To save the crumbling edifice of the Soviet
Union, he discussed with Yeltsin and other republican
leaders a new treaty which would preserve
the Union while making many concessions to the
republics’ demands for sovereignty. He was trying
to gain time.
Significantly he also turned to his hitherto conservative
opponents to bolster the Kremlin’s failing
powers. In yet another change he abolished
the Presidential Council, and brought in the KGB,
army and police to a new Security Council. New
hardliners suddenly became the president’s righthand
men.
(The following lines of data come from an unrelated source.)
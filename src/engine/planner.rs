// src/engine/planner.rs

use crate::engine::bank::QuestionBank;
use crate::error::AppError;
use crate::models::quiz_config::QuizConfiguration;

/// Concrete sampling plan: how many questions to draw from each chapter.
/// Ordered by chapter id so planning is deterministic; the generator owns
/// all randomness.
#[derive(Debug, Clone, PartialEq, Eq)]
pub struct ExamPlan {
    pub quotas: Vec<(i64, u32)>,
}

impl ExamPlan {
    pub fn total_questions(&self) -> u32 {
        self.quotas.iter().map(|(_, count)| count).sum()
    }
}

/// Validates a configuration against the live bank and produces a plan.
/// Pure and side-effect-free: safe to call repeatedly to preview
/// configuration changes without generating anything.
pub fn build_plan(
    config: &QuizConfiguration,
    bank: &QuestionBank,
) -> Result<ExamPlan, AppError> {
    if let Some(err) = collect_errors(config, bank).into_iter().next() {
        return Err(err);
    }

    let mut quotas: Vec<(i64, u32)> = config
        .chapter_distribution
        .iter()
        .map(|(&chapter_id, &count)| (chapter_id, count))
        .collect();
    quotas.sort_by_key(|&(chapter_id, _)| chapter_id);

    Ok(ExamPlan { quotas })
}

/// Full validation report for the preview endpoint: every problem found,
/// as human-readable messages, instead of failing on the first.
pub fn validate(config: &QuizConfiguration, bank: &QuestionBank) -> Vec<String> {
    collect_errors(config, bank)
        .iter()
        .map(|e| e.to_string())
        .collect()
}

fn collect_errors(config: &QuizConfiguration, bank: &QuestionBank) -> Vec<AppError> {
    let mut errors = Vec::new();
    let mut config_problems = Vec::new();

    if config.total_questions == 0 {
        config_problems.push("total_questions must be at least 1".to_string());
    }
    if config.time_limit == 0 {
        config_problems.push("time_limit must be at least 1 minute".to_string());
    }
    if config.passing_score > 100 {
        config_problems.push(format!(
            "passing_score must be in [0, 100], got {}",
            config.passing_score
        ));
    }

    if config.chapter_distribution.is_empty() {
        config_problems.push("no chapters configured".to_string());
    } else {
        for (&chapter_id, &count) in &config.chapter_distribution {
            if count == 0 {
                config_problems.push(format!("chapter {} has a non-positive quota", chapter_id));
            }
        }
        let sum: u32 = config.chapter_distribution.values().sum();
        if sum != config.total_questions {
            config_problems.push(format!(
                "chapter quotas sum to {} but total_questions is {}",
                sum, config.total_questions
            ));
        }
    }

    if let Some(dist) = &config.difficulty_distribution {
        for (difficulty, &percent) in dist {
            if percent > 100 {
                config_problems.push(format!(
                    "difficulty {:?} percentage {} is out of [0, 100]",
                    difficulty, percent
                ));
            }
        }
        let sum: u32 = dist.values().sum();
        if sum != 100 {
            config_problems.push(format!("difficulty percentages sum to {}, expected 100", sum));
        }
    }

    if !config_problems.is_empty() {
        errors.push(AppError::InvalidConfiguration(config_problems));
    }

    // Feasibility against the live bank, one error per short chapter.
    let mut chapter_ids: Vec<i64> = config.chapter_distribution.keys().copied().collect();
    chapter_ids.sort();
    for chapter_id in chapter_ids {
        let requested = config.chapter_distribution[&chapter_id];
        let available = bank.available(chapter_id);
        if requested > available {
            errors.push(AppError::InsufficientQuestions {
                chapter_id,
                requested,
                available,
            });
        }
    }

    errors
}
Soon old Cold War rhetoric was heard
once again. The fourth session of the Congress of
People’s Deputies in December 1990 was memorable
for one astounding event: Foreign Minister
Eduard Shevardnadze publicly announced his resignation
in protest against Gorbachev’s reliance
on reactionary party members. He warned against
‘the advance of dictatorship’.
As the new year began, Gorbachev had few
ideas left about how to lift the Soviet Union out
of its crisis. When the military attempted to suppress
the nationalists in Lithuania and Latvia and
snuff out their independence movements, the
people of Riga and Vilnius rallied to the defence
of their new democratic parliaments and governments.
The deaths of twenty civilians only
strengthened popular defiance as the people
erected barricades, and Gorbachev claimed that
he had not ordered the bloodshed. His main
efforts that spring and summer were to negotiate
a new constitution with the republican leaders.
Even as Georgia declared its independence in
April 1991, Gorbachev’s extraordinary negotiating
skills scored one final success. In May 1991
the fifteen republican leaders, brought together
by the president, agreed to form a new union.
Later, nine of those republics, including the
Russian Federation, approved the ‘principles’ of
such a treaty, which was to be solemnly signed on
20 August 1991. But the hardliners struck back.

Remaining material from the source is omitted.